Neu im Nationalkader

Einerseits wurde der erst 18-Jährige als jüngstes Mitglied ins Nationalteam der Amateure aufgenommen. Eine grosse Überraschung war dies für den selbstbewussten Golfer jedoch nicht: «Für mich verändert sich nicht viel. Nach wie vor muss ich mich für die internationalen Turniere qualifizieren.» Andererseits arbeitet Schweizer seit dem Frühling dieses Jahres mit einem neuen Trainer zusammen. Dieser eröffnet ihm die Möglichkeit, mindestens einmal monatlich bei perfekten Bedingungen in Düsseldorf zu trainieren.

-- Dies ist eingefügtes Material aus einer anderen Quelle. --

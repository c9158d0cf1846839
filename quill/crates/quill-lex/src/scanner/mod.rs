//! Scanner module.
//!
//! The scanner is split into focused components:
//! - `core` - Scanner struct, dispatch and diagnostics
//! - `operator` - Punctuation and one-or-two-character operators
//! - `number` - Numeric literals (radix prefixes, fractions, exponents, `n` suffix)
//! - `string` - String literals
//! - `comment` - Whitespace, line comments and block comments

mod comment;
mod core;
mod number;
mod operator;
mod string;

pub use self::core::Scanner;
pub use self::number::MAX_BIGINT_EXPONENT;
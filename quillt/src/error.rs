//! Error handling module for the quillt CLI.
//!
//! Lexical errors in the files being scanned are not errors of the tool:
//! they are diagnostics, rendered and reflected in the exit status. The
//! types here cover the tool itself failing.

use thiserror::Error;

/// Main error type for the quillt CLI application.
#[derive(Error, Debug)]
pub enum QuilltError {
    /// Error when the configuration or logging setup is unusable.
    #[error("Configuration error: {0}")]
    Config(String),

    /// Error when input validation fails.
    #[error("Validation error: {0}")]
    Validation(String),

    /// Error when IO operations fail.
    #[error("IO error: {0}")]
    Io(#[from] std::io::Error),

    /// Error when JSON serialization fails.
    #[error("JSON error: {0}")]
    Json(#[from] serde_json::Error),

    /// Error when a configuration file cannot be parsed.
    #[error("Failed to parse configuration: {0}")]
    Toml(#[from] toml::de::Error),
}

/// Result type alias using QuilltError.
pub type Result<T> = std::result::Result<T, QuilltError>;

Dies ist für Schweizer auch wichtig. «Die Greens in der Schweiz weisen bei weitem nicht die gleiche Qualität auf wie jene im Ausland», bemängelt der Golfer.

Drei Monate in Florida

Doch seine Reisen führen den ehemaligen Eishockeyspieler nicht nur nach Deutschland, sondern vermehrt auch in die USA. Von Ende November bis Mitte Februar weilt Schweizer zusammen mit seiner Familie in Florida, um dort an drei internationalen Turnieren teilzunehmen. Diese Reisen und die Turniere sind nur dank grosser finanzieller Unterstützung der Eltern machbar. «Eine Golfsaison von Philippe kostet etwa 60000 Franken», bestätigt Andrea Schweizer, die Mutter von Philippe. Hier inbegriffen sind die Kosten für einen Mentaltrainer. Auswärtige Sponsoren sind im Golfsport nicht erlaubt. Dass Golf ein überdurchschnittlich teurer Sport ist, verneint die Familie Schweizer jedoch vehement. Auch eine Eishockey-Karriere hätte ähnlich viel gekostet, sind sie überzeugt. Klar ist jedoch, dass nur wer finanzielle Unterstützung im Rücken weiss, überhaupt voll auf die Karte Golf setzen kann.